_Work item_: Look for the string "reqwest" in the listing. Copy each line that has it.

BEGIN Records supplied

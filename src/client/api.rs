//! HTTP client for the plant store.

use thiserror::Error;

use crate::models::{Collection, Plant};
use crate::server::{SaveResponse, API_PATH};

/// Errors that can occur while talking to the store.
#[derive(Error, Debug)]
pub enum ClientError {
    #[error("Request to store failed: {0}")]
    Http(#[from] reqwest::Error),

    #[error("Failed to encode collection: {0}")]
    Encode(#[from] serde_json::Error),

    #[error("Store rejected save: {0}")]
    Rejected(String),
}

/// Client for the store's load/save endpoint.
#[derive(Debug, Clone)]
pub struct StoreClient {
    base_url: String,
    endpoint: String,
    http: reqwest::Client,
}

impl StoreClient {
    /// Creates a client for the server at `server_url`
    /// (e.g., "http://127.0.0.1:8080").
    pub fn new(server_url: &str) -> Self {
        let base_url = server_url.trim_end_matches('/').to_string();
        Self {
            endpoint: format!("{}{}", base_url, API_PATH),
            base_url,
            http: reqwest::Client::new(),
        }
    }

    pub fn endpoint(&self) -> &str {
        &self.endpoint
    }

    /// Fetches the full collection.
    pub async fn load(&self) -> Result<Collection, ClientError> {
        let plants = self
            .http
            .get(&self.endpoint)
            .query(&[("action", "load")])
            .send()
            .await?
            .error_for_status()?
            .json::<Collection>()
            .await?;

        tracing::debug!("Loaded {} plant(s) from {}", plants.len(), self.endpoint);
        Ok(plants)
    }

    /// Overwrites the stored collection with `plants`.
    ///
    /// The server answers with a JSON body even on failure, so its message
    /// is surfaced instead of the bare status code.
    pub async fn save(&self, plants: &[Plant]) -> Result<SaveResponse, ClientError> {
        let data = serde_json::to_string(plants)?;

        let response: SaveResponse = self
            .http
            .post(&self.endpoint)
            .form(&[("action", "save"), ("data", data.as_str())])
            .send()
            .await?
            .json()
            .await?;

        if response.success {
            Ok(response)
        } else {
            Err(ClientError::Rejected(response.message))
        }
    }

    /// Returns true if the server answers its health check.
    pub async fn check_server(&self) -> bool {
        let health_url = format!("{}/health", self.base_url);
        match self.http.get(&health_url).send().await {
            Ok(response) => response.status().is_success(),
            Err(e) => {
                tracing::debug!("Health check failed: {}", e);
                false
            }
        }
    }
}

END Records supplied
BEGIN Records supplied

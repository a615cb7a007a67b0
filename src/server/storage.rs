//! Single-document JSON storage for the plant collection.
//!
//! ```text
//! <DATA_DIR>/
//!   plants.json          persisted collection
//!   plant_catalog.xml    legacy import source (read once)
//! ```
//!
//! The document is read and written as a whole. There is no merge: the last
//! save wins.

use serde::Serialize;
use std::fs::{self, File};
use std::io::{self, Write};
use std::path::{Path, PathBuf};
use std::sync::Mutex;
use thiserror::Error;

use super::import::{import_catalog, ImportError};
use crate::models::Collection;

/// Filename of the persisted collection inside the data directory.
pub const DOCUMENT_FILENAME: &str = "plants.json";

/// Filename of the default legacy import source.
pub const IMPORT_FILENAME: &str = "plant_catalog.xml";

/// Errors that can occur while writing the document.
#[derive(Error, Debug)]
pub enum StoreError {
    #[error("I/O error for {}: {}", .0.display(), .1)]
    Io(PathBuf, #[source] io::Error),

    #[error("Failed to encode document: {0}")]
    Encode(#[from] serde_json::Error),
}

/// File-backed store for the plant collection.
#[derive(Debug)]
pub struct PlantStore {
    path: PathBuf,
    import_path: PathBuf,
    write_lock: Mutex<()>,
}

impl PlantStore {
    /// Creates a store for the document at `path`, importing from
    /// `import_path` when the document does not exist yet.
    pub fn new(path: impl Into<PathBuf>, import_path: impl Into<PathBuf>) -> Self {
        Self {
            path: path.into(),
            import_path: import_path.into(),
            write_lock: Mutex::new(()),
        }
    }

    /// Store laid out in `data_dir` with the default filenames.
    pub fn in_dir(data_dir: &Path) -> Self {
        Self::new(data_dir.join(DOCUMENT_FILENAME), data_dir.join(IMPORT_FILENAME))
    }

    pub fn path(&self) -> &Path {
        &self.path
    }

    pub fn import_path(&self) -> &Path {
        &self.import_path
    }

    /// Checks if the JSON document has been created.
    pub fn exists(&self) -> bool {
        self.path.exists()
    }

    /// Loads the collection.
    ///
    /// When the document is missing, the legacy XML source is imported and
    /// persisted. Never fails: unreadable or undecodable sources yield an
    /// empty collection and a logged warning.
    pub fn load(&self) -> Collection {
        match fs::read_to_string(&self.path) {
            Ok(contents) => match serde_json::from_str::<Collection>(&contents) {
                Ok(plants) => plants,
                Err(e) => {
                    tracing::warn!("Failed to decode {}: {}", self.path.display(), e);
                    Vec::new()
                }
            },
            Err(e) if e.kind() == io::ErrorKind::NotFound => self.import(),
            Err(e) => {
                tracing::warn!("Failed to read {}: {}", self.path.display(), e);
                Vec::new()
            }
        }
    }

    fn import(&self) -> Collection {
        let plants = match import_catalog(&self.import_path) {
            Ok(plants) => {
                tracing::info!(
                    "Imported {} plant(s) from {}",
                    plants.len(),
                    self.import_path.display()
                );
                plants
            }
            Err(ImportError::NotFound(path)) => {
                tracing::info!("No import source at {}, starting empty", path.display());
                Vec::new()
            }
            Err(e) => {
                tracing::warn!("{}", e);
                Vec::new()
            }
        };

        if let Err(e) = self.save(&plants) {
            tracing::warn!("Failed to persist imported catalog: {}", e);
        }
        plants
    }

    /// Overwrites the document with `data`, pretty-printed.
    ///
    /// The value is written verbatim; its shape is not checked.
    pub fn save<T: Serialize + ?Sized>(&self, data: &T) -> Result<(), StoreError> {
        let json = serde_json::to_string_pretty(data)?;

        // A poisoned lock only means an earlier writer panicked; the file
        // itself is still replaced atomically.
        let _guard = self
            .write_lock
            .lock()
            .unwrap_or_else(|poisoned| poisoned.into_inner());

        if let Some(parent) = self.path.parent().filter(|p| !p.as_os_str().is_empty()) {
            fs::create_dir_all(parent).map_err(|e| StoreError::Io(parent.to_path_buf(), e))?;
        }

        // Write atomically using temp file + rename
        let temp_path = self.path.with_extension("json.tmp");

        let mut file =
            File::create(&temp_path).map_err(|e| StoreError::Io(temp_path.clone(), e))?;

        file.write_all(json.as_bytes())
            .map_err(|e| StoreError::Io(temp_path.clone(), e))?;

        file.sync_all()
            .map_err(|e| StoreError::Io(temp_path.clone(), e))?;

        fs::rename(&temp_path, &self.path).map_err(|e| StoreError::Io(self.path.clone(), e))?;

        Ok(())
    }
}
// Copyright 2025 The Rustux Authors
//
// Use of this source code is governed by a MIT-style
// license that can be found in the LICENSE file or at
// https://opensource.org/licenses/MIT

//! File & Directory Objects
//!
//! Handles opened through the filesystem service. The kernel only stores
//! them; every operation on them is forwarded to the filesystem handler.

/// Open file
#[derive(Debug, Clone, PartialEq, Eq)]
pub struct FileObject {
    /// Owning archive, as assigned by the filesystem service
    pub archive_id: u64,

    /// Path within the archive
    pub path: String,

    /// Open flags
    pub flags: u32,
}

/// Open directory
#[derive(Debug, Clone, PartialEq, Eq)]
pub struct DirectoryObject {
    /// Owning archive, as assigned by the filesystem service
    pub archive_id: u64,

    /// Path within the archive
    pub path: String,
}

END Records supplied

_Answer section_:
    Http(#[from] reqwest::Error),
    http: reqwest::Client,
            http: reqwest::Client::new(),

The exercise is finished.